She was the girl on “Addicted To Bass”; she was the voice of that big Josh Abrahams’ hit. But now, finally, she has gone out on her own. She’s under her own name, Amiel. When you hear how she sings and what she sings of - you’ll never forget it.

“Audio Out,” Amiel says, “is my weird take on the world. It all comes from how I see the world”.

The ‘Amiel story’ begins with her parents, who not surprisingly, were musical. Her father plays piano, sings and writes, “…ever since I was a little girl he would have musical instruments around. He really encouraged me to do what I'm doing.” Her mother loves to sing as well, “…she used to play guitar and write songs with her sister. I remember being about four and listening to her Janis Ian records and singing along and learning all the words.”

The first three records Amiel bought were John Lennon, De La Soul and Mariah Carey. Not bad choices for a young thing. The Mariah Carey record, she realised, was overproduced, but at least it taught her a lesson or two about singing. Amiel wrote her first song at age nine. “It was about the ecology and anti-deforestation,” she says. “I'd seen a documentary. I turned to Dad and said ‘why?’ and he had no answer for me so I thought if I wrote a song then maybe I could help the cause. I sang it into a tape recorder. Dad heard it and said ‘do you realise what you've just done?’ I said ‘no.’ He said: ‘Amiel, you've written a song.’”

When she was sixteen, Amiel was hired to do backing vocals on a track Josh Abrahams was producing. But instead of merely singing it, she provided melodies, harmonies and lyrics as well. She sung two takes for the producer who then turned to her and said: “Have you thought about a career in music? Because you've got one.”

The pair soon recorded “Addicted to Bass” - the drum‘n’bass pop monster that would become a hit in Australia, Britain and also top the dance charts in America. Amiel then finished school whilst Abrahams moved to Sydney and began working on Moulin Rouge.

By nineteen-99, the song had gone ballistic and Amiel, still a teenager, had relocated to Sydney to work further with Abrahams and Festival Records. To support herself initially, she worked day-jobs in department stores and duty free shops. People started recognising her from the “Addicted to Bass” video. Amiel knew something was happening, that her dream was coming true, but she also knew it had to be on her own terms and that she must write and record the songs that were building in her head. These heady days were when the seeds of “Audio Out” were sown.

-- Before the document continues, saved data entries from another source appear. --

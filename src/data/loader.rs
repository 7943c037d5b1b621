//! CSV Data Loader Module
//! Fetches the remote case dataset and parses it with Polars.

use std::io::Cursor;

use chrono::NaiveDate;
use polars::prelude::*;
use thiserror::Error;
use tracing::{debug, info};

use crate::data::columns;

/// Date format of the source CSV, e.g. "13.05.25".
pub const DATE_FORMAT: &str = "%d.%m.%y";

#[derive(Error, Debug)]
pub enum LoaderError {
    #[error("failed to fetch {url}: {source}")]
    Http {
        url: String,
        #[source]
        source: reqwest::Error,
    },
    #[error("failed to parse CSV: {0}")]
    Csv(#[from] PolarsError),
    #[error("missing expected column '{0}'")]
    MissingColumn(String),
    #[error("row {row}: invalid date '{value}' (expected dd.mm.yy)")]
    InvalidDate { row: usize, value: String },
}

/// Fetches and parses case records from a CSV resource.
///
/// One blocking fetch per call, no retries, no caching: a transient network
/// failure surfaces as a fatal [`LoaderError::Http`].
pub struct CaseLoader {
    url: String,
}

impl CaseLoader {
    pub fn new(url: impl Into<String>) -> Self {
        Self { url: url.into() }
    }

    /// Fetch the CSV and parse it into a record frame.
    pub fn load(&self) -> Result<DataFrame, LoaderError> {
        info!(url = %self.url, "fetching case data");
        let bytes = self.fetch()?;
        let df = parse_records(&bytes)?;
        info!(rows = df.height(), "loaded case records");
        Ok(df)
    }

    fn fetch(&self) -> Result<Vec<u8>, LoaderError> {
        let response = reqwest::blocking::get(&self.url)
            .and_then(|r| r.error_for_status())
            .map_err(|source| self.http_error(source))?;
        let bytes = response.bytes().map_err(|source| self.http_error(source))?;
        Ok(bytes.to_vec())
    }

    fn http_error(&self, source: reqwest::Error) -> LoaderError {
        LoaderError::Http {
            url: self.url.clone(),
            source,
        }
    }
}

/// Parse semicolon-delimited case records.
///
/// Row order and all original columns are preserved; the `Date` string column
/// is replaced with a proper date column. Any row whose date fails to parse is
/// a fatal error, the dataset is assumed well-formed.
pub fn parse_records(bytes: &[u8]) -> Result<DataFrame, LoaderError> {
    let mut df = CsvReadOptions::default()
        .with_has_header(true)
        .with_infer_schema_length(Some(10_000))
        .with_parse_options(CsvParseOptions::default().with_separator(b';'))
        .into_reader_with_file_handle(Cursor::new(bytes))
        .finish()?;

    for name in columns::REQUIRED {
        if df.column(name).is_err() {
            return Err(LoaderError::MissingColumn(name.to_string()));
        }
    }

    let dates = parse_date_column(&df)?;
    df.with_column(DateChunked::from_naive_date(columns::DATE.into(), dates).into_column())?;

    debug!(rows = df.height(), "parsed case records");
    Ok(df)
}

fn parse_date_column(df: &DataFrame) -> Result<Vec<NaiveDate>, LoaderError> {
    let raw = df.column(columns::DATE)?.str()?;
    raw.into_iter()
        .enumerate()
        .map(|(row, value)| {
            let value = value.ok_or_else(|| LoaderError::InvalidDate {
                row,
                value: String::new(),
            })?;
            NaiveDate::parse_from_str(value.trim(), DATE_FORMAT).map_err(|_| {
                LoaderError::InvalidDate {
                    row,
                    value: value.to_string(),
                }
            })
        })
        .collect()
}

#[cfg(test)]
mod tests {
    use super::*;

    const SAMPLE: &str = "\
Date;Ville;Positif;Negatif;Décédé;Guéri;Facteur;Source/Voyage;Age;Homme;Femme;Resident Senegal;Temps Hospitalisation (j)
02.03.20;Dakar;1;10;0;0;Importé;France;54;1;0;Oui;8
04.03.20;Touba;2;15;0;1;Contact;;33;0;1;Oui;
";

    #[test]
    fn parses_well_formed_records() {
        let df = parse_records(SAMPLE.as_bytes()).unwrap();
        assert_eq!(df.height(), 2);
        assert_eq!(df.column(columns::DATE).unwrap().dtype(), &DataType::Date);
        let positives: Vec<i64> = df
            .column(columns::POSITIVE)
            .unwrap()
            .i64()
            .unwrap()
            .into_no_null_iter()
            .collect();
        assert_eq!(positives, vec![1, 2]);
    }

    #[test]
    fn preserves_row_order() {
        let df = parse_records(SAMPLE.as_bytes()).unwrap();
        let cities: Vec<&str> = df
            .column(columns::CITY)
            .unwrap()
            .str()
            .unwrap()
            .into_iter()
            .flatten()
            .collect();
        assert_eq!(cities, vec!["Dakar", "Touba"]);
    }

    #[test]
    fn rejects_malformed_date() {
        let csv = SAMPLE.replace("04.03.20", "not-a-date");
        let err = parse_records(csv.as_bytes()).unwrap_err();
        assert!(matches!(err, LoaderError::InvalidDate { row: 1, .. }));
    }

    #[test]
    fn rejects_missing_column() {
        let csv = "Date;Positif\n02.03.20;1\n";
        let err = parse_records(csv.as_bytes()).unwrap_err();
        assert!(matches!(err, LoaderError::MissingColumn(_)));
    }
}
//! Data module - CSV loading and the source column schema

pub mod columns;
mod loader;

pub use loader::{parse_records, CaseLoader, LoaderError, DATE_FORMAT};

And so the hard work began. The first songs to emerge were the single “Lovesong”, “Side by Side” and “Claire De Lune”. Amiel travelled to the US and met pop songwriters The Matrix, who were also writing with and developing Avril Lavigne. Together they came up with “Obsession (I Love You)” and “All Of Me”. She also wrote with Krish Sharma, who previously had worked with Perry Farrell and the Supreme Beings of Leisure.

Back in Melbourne, Josh Abrahams had set up an old 1970s house full of studio gear and recording began in earnest. Lending a hand at various stages of the process were Ryan Freeland, who has produced Aimee Mann and assisted Bob Clearmountain; Justin Tressidor who has worked with george; and Brad Haehnel, who has mixed albums for Nelly Furtado and also been assistant to Dr Dre.

But despite the big names, Amiel’s album is all her. She says there was never any compromise. She did exactly as she pleased. Even with all the pressures of the music industry and image and marketing and the constant pop spectre of style over substance, her strong will prevailed.

“The album says what I wanted it to say. Every step along the way, everything, it all has a specific signature of me on it.” Amiel says this is because her extraordinary music defies the usual stereotypes. “People say ‘where do we put you? You're obviously pop but are you country, are you dance, are you R‘n’B?’ I'm all those things. It's a fusion, a hybrid, and a mish-mash of all these different influences coming together. So I had to learn to say my piece and stick up for myself. I realised that if the audience was going to believe it, it had to be real and if it was going to be real it had to come from me.”


The key to the album is the personal nature of the songs. They seem to come from right inside Amiel. They seem to be the very notes that emanate from her heartstrings. She says she does bare her soul, but only sometimes. The rest of the time she makes it all up. A song doesn’t have to be true, after all. A song, well, a song is just a song. There is, however, always a grain of truth in her words.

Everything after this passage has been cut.